[Edited: Title. It fits better.]
When I first started “doubting” my religion, I recall a very heated, emotional conversation my mother and I had in the car. I was about ten or so, perhaps, and I remember her telling me, “I’m just sad I won’t see you in heaven.”
Years passed. She was convinced I was “going through a phase.” I was still made to go to church, and she was still convinced I would believe eventually. When I would get angry at a particular religion over something they had done, it would explode into a fight.
Then she started doubting. She looked into Buddhism, and avoided the term “atheist” like the plague, because of the negative connotations that people of religion are taught to associate with that word.
Buddhism wasn’t “where it was at” for her, and she still behaved very annoyed when I would be watching some story on the news about, say, the “Noah’s Ark” theme park getting tax cuts and me getting angry about it.
But she recently came to the conclusion that she simply does not believe in a god at all. She holds to a “higher power,” as some people like or need to do, and considers it the natural order of things in the Universe—a bit hippie for my tastes, but realistic nonetheless. There is no fate, just what happens. She still didn’t understand the chip I had on my shoulder against religion—until recently.
Much, much more recently, she’s stopped being quiet about her disbelief. She’s started to get snide comments from people who used to be her friends. Even her best friend, and her best friend’s daughter. People at work “joke” about her lack of belief. Family is starting to notice, and the way she is being treated is starting to change.
And she’s amazed. Further, she’s shocked, annoyed, angry, and above all, hurt. She is no different of a person now than she was when they thought she believed in a god, but now that she doesn’t… apparently it’s okay to treat her as less than they would a friend or family member who does.
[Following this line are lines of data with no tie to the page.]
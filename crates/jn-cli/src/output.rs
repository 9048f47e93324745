use is_terminal::IsTerminal;
use owo_colors::OwoColorize;

/// User-facing error line on stderr, colored when attached to a terminal
pub fn error(message: &str) {
    if std::io::stderr().is_terminal() {
        eprintln!("{} {}", "jn:".red().bold(), message);
    } else {
        eprintln!("jn: {}", message);
    }
}

/// Progress note on stderr; stdout stays reserved for data
pub fn note(message: &str) {
    if std::io::stderr().is_terminal() {
        eprintln!("{}", message.dimmed());
    } else {
        eprintln!("{}", message);
    }
}
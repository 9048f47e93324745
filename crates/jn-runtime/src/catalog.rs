use crate::config::{Config, Paths};
use jn_cache::PluginCache;
use jn_plugins::{PluginDir, Registry, discover};
use jn_types::{Language, Tier};

/// Plugin directories from the tier layout plus any configured extras
fn scan_dirs(paths: &Paths, config: &Config) -> Vec<PluginDir> {
    let mut dirs = paths.plugin_dirs();
    for extra in &config.extra_plugin_dirs {
        dirs.push(PluginDir {
            root: extra.clone(),
            tier: Tier::User,
            language: Language::Native,
        });
    }
    dirs
}

/// Load the plugin catalog, preferring a fresh cache over rediscovery.
///
/// Cache problems of any kind fall back to a rescan; a failed cache write
/// after rescan is ignored (the next invocation simply rescans again).
pub fn load_catalog(paths: &Paths, config: &Config, force_rescan: bool) -> Registry {
    let cache = PluginCache::new(&paths.install_root);

    if !force_rescan
        && let Some(plugins) = cache.load_valid()
    {
        return Registry::new(plugins);
    }

    let plugins = discover(&scan_dirs(paths, config), &config.discovery_options());
    let _ = cache.store(&plugins);
    Registry::new(plugins)
}
use jn_testing::TestWorld;
use predicates::prelude::*;

#[test]
fn bare_invocation_prints_help() {
    let world = TestWorld::new();
    world
        .command()
        .assert()
        .success()
        .stdout(predicate::str::contains("Usage"))
        .stdout(predicate::str::contains("cat"))
        .stdout(predicate::str::contains("plugin"))
        .stdout(predicate::str::contains("profile"));
}

#[test]
fn help_flag_documents_cat() {
    let world = TestWorld::new();
    world
        .command()
        .args(["cat", "--help"])
        .assert()
        .success()
        .stdout(predicate::str::contains("--delimiter"))
        .stdout(predicate::str::contains("--no-header"))
        .stdout(predicate::str::contains("--require-match"));
}

#[test]
fn version_flag_reports_version() {
    let world = TestWorld::new();
    world
        .command()
        .arg("--version")
        .assert()
        .success()
        .stdout(predicate::str::contains("jn"));
}

#[test]
fn unknown_subcommand_fails() {
    let world = TestWorld::new();
    world
        .command()
        .arg("frobnicate")
        .assert()
        .failure()
        .stderr(predicate::str::contains("unrecognized subcommand"));
}
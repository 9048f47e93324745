//! Inline metadata parser for script plugins.
//!
//! Script plugins carry their metadata in a commented header block:
//!
//! ```text
//! # /// script
//! # [tool.jn]
//! # name = "csv"
//! # matches = [".*\\.csv$"]
//! # ///
//! ```
//!
//! Only the `[tool.jn]` table is extracted. The grammar is the small
//! TOML subset these headers actually use: quoted strings, booleans,
//! base-10 integers, and (possibly multi-line) lists of strings. Lines
//! that do not fit the grammar are skipped.

use crate::error::{Error, Result};
use serde_json::{Map, Value};

pub const START_MARKER: &str = "# /// script";
pub const END_MARKER: &str = "# ///";
const SECTION_HEADER: &str = "[tool.jn]";

/// Parse the `[tool.jn]` table out of a script source.
///
/// `Ok(None)` when the source has no metadata block, no `[tool.jn]`
/// section, or no non-empty `matches` list. `Err(MalformedBlock)` when the
/// block markers are out of order or the block never terminates.
pub fn parse(source: &str) -> Result<Option<Value>> {
    let Some(block) = extract_block(source)? else {
        return Ok(None);
    };
    let Some(lines) = extract_section(&block) else {
        return Ok(None);
    };
    let table = parse_table(&lines);
    match table.get("matches") {
        Some(Value::Array(items)) if !items.is_empty() => Ok(Some(Value::Object(table))),
        _ => Ok(None),
    }
}

/// Collect the comment payload between the block markers
fn extract_block(source: &str) -> Result<Option<Vec<String>>> {
    let mut in_block = false;
    let mut lines = Vec::new();

    for raw in source.lines() {
        let line = raw.trim_end();
        if !in_block {
            if line == START_MARKER {
                in_block = true;
            } else if line == END_MARKER {
                return Err(Error::MalformedBlock(
                    "end marker before start marker".to_string(),
                ));
            }
            continue;
        }
        if line == END_MARKER {
            return Ok(Some(lines));
        }
        if line == START_MARKER {
            return Err(Error::MalformedBlock("nested start marker".to_string()));
        }
        match strip_comment(line) {
            Some(payload) => lines.push(payload.to_string()),
            None => {
                return Err(Error::MalformedBlock(
                    "uncommented line inside metadata block".to_string(),
                ));
            }
        }
    }

    if in_block {
        Err(Error::MalformedBlock(
            "unterminated metadata block".to_string(),
        ))
    } else {
        Ok(None)
    }
}

/// Strip the `# ` comment prefix; empty comment lines yield an empty payload
fn strip_comment(line: &str) -> Option<&str> {
    let rest = line.strip_prefix('#')?;
    Some(rest.strip_prefix(' ').unwrap_or(rest))
}

/// Lines belonging to `[tool.jn]`, up to the next section or end of block
fn extract_section(block: &[String]) -> Option<Vec<String>> {
    let start = block.iter().position(|l| l.trim() == SECTION_HEADER)?;
    let mut lines = Vec::new();
    for line in &block[start + 1..] {
        if line.trim_start().starts_with('[') {
            break;
        }
        lines.push(line.clone());
    }
    Some(lines)
}

fn parse_table(lines: &[String]) -> Map<String, Value> {
    let mut table = Map::new();
    let mut i = 0;

    while i < lines.len() {
        let line = lines[i].trim();
        i += 1;
        if line.is_empty() || line.starts_with('#') {
            continue;
        }
        let Some((key, value_text)) = split_key_value(line) else {
            continue;
        };

        let mut value_text = value_text.to_string();
        if value_text.starts_with('[') && !array_closed(&value_text) {
            while i < lines.len() {
                let next = lines[i].trim();
                // a fresh assignment means the array never closed
                if split_key_value(next).is_some() {
                    break;
                }
                value_text.push(' ');
                value_text.push_str(next);
                i += 1;
                if array_closed(&value_text) {
                    break;
                }
            }
            // unterminated array: salvage whatever items parsed so far
            if !array_closed(&value_text) {
                value_text.push(']');
            }
        }

        if let Some(value) = parse_value(value_text.trim()) {
            table.insert(key.to_string(), value);
        }
    }

    table
}

/// Split `key = value`, requiring a bare-word key
fn split_key_value(line: &str) -> Option<(&str, &str)> {
    let (key, value) = line.split_once('=')?;
    let key = key.trim();
    if key.is_empty()
        || !key
            .chars()
            .all(|c| c.is_ascii_alphanumeric() || c == '_' || c == '-')
    {
        return None;
    }
    Some((key, value.trim()))
}

/// True when the closing `]` is the last non-whitespace character and sits
/// outside any string literal
fn array_closed(s: &str) -> bool {
    let trimmed = s.trim_end();
    if !trimmed.ends_with(']') {
        return false;
    }
    let mut in_string = false;
    let mut escaped = false;
    for c in trimmed.chars() {
        if in_string {
            if escaped {
                escaped = false;
            } else if c == '\\' {
                escaped = true;
            } else if c == '"' {
                in_string = false;
            }
            continue;
        }
        if c == '"' {
            in_string = true;
        }
    }
    !in_string
}

fn parse_value(s: &str) -> Option<Value> {
    match s {
        "true" => return Some(Value::Bool(true)),
        "false" => return Some(Value::Bool(false)),
        _ => {}
    }
    if s.starts_with('"') {
        let (text, consumed) = parse_quoted(s)?;
        if s[consumed..].trim().is_empty() {
            return Some(Value::String(text));
        }
        return None;
    }
    if s.starts_with('[') && s.ends_with(']') {
        return Some(Value::Array(parse_string_list(&s[1..s.len() - 1])));
    }
    s.parse::<i64>().ok().map(Value::from)
}

/// Parse one double-quoted string starting at the beginning of `s`.
/// Returns the unescaped text and the byte length consumed.
fn parse_quoted(s: &str) -> Option<(String, usize)> {
    let mut chars = s.char_indices();
    let (_, first) = chars.next()?;
    if first != '"' {
        return None;
    }
    let mut out = String::new();
    let mut escaped = false;
    for (i, c) in chars {
        if escaped {
            match c {
                '\\' => out.push('\\'),
                '"' => out.push('"'),
                'n' => out.push('\n'),
                't' => out.push('\t'),
                other => out.push(other),
            }
            escaped = false;
            continue;
        }
        match c {
            '\\' => escaped = true,
            '"' => return Some((out, i + 1)),
            _ => out.push(c),
        }
    }
    None
}

/// Collect every quoted string inside a list body, skipping separators
fn parse_string_list(body: &str) -> Vec<Value> {
    let mut items = Vec::new();
    let mut rest = body;
    while let Some(start) = rest.find('"') {
        match parse_quoted(&rest[start..]) {
            Some((text, consumed)) => {
                items.push(Value::String(text));
                rest = &rest[start + consumed..];
            }
            None => break,
        }
    }
    items
}
//! Property-based tests using proptest.

use proptest::prelude::*;
use rand::prelude::*;
use rand::Rng as _;

use crate::board::types::{Color, Move};
use crate::board::Board;

fn move_count_strategy() -> impl Strategy<Value = usize> {
    1..=40usize
}

fn seed_strategy() -> impl Strategy<Value = u64> {
    any::<u64>()
}

/// Play one random playable move, or return `None` at the end of the game.
fn random_move(board: &Board, rng: &mut StdRng) -> Option<Move> {
    let mut playable: Vec<Move> = board
        .current_player()
        .legal_moves()
        .iter()
        .filter(|mv| board.make_move(mv).status().is_done())
        .cloned()
        .collect();
    if playable.is_empty() {
        return None;
    }
    let index = rng.gen_range(0..playable.len());
    Some(playable.swap_remove(index))
}

proptest! {
    #![proptest_config(ProptestConfig::with_cases(16))]

    /// Every board reached by legal play satisfies the structural
    /// invariants: at most sixteen pieces per side, tiles and active-piece
    /// lists agree, and the en-passant pawn (when present) belongs to the
    /// side that just moved.
    #[test]
    fn prop_playout_preserves_invariants(
        seed in seed_strategy(),
        num_moves in move_count_strategy(),
    ) {
        let mut board = Board::standard();
        let mut rng = StdRng::seed_from_u64(seed);

        for _ in 0..num_moves {
            let Some(mv) = random_move(&board, &mut rng) else {
                break;
            };
            board = board.make_move(&mv).into_board();

            for color in Color::BOTH {
                let pieces = board.active_pieces(color);
                prop_assert!(pieces.len() <= 16);
                prop_assert_eq!(
                    pieces.iter().filter(|p| p.kind().is_king()).count(),
                    1
                );
            }
            for p in board.all_pieces() {
                prop_assert_eq!(board.piece_at(p.square()), Some(p));
            }
            let occupied = crate::board::Square::all()
                .filter(|&s| board.piece_at(s).is_some())
                .count();
            prop_assert_eq!(occupied, board.all_pieces().count());

            if let Some(ep) = board.en_passant_pawn() {
                prop_assert_eq!(ep.color(), board.to_move().opponent());
                prop_assert!(
                    matches!(mv, Move::PawnJump { .. }),
                    "en-passant pawn present but last move was not a pawn jump"
                );
            }
        }
    }

    /// Executing a random move and undoing it restores the piece layout
    /// and the side to move.
    #[test]
    fn prop_execute_undo_restores_layout(
        seed in seed_strategy(),
        num_moves in move_count_strategy(),
    ) {
        let mut board = Board::standard();
        let mut rng = StdRng::seed_from_u64(seed);

        // Walk to a random position, then probe every playable move there.
        for _ in 0..num_moves {
            let Some(mv) = random_move(&board, &mut rng) else {
                break;
            };
            board = board.make_move(&mv).into_board();
        }

        let mover = board.to_move();
        for mv in board.current_player().legal_moves() {
            if !board.make_move(mv).status().is_done() {
                continue;
            }
            let next = mv.execute(&board);
            let restored = mv.undo(&next);
            prop_assert_eq!(restored.piece_layout(), board.piece_layout());
            prop_assert_eq!(restored.to_move(), mover);
        }
    }

    /// The turn strictly alternates along any legal line of play.
    #[test]
    fn prop_turn_alternates(seed in seed_strategy(), num_moves in move_count_strategy()) {
        let mut board = Board::standard();
        let mut rng = StdRng::seed_from_u64(seed);
        let mut expected = Color::White;

        for _ in 0..num_moves {
            prop_assert_eq!(board.to_move(), expected);
            let Some(mv) = random_move(&board, &mut rng) else {
                break;
            };
            prop_assert_eq!(mv.moved_piece().color(), expected);
            board = board.make_move(&mv).into_board();
            expected = expected.opponent();
        }
    }
}

#[test]
fn test_seeded_playout_is_reproducible() {
    let mut rng_a = StdRng::seed_from_u64(0xC0FFEE);
    let mut rng_b = StdRng::seed_from_u64(0xC0FFEE);
    let mut board_a = Board::standard();
    let mut board_b = Board::standard();

    for _ in 0..30 {
        let (Some(a), Some(b)) = (
            random_move(&board_a, &mut rng_a),
            random_move(&board_b, &mut rng_b),
        ) else {
            break;
        };
        assert_eq!(a, b);
        board_a = board_a.make_move(&a).into_board();
        board_b = board_b.make_move(&b).into_board();
    }
    assert_eq!(board_a.piece_layout(), board_b.piece_layout());
}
She’s starting to understand my frustration. She listens to me now, rather than argues. I’ve been patient, and I’ve been expecting this to come for quite a while, and she’s even begun calling herself an atheist, but while I’m happy she’s starting to understand me, it hurts to watch.
She goes to Al-Anon (an organization I do not like, and am not ashamed of it) not because she drinks, or has ever had a problem with drinking, but because she lives her life like that of a lover of an alcoholic (there’s a very specific psychology behind it—dependency, people-pleasing, etc.,) and she’s reaching out to these people for help in bettering herself. But when they say the Lord’s Prayer after each meeting, although Al-Anon totes just having a “higher power,” she gets looks when she remains silent. She doesn’t stand up and protest to the prayer, she just simply remains silent, and is hated for it.
In therapy, her therapists and counsellors tell her that she NEEDS a “higher-power,” so when she explains that to her, her “higher-power” is that of the Universe (again, hippie, but hey, it works and is an interesting way to look at it!) she’s treated skeptically, and she notices it. No matter how much the people she goes to for help try and practice open-mindedness, she is suddenly treated as less, or different, or is dismissed because she “cannot be helped,” and it’s killing me.
This has been a huge rant I didn’t even intend on writing… but while my mother and I have our differences, and while I’m glad she’s coming around and realizing just how cruel religion can be, and how easily it is to develop a proverbial “chip” on one’s shoulder from it… it kills me to watch her hurt because of it.
Re-blogging because this is such a beautiful illustration of why non-believers get so bent out of shape about believers.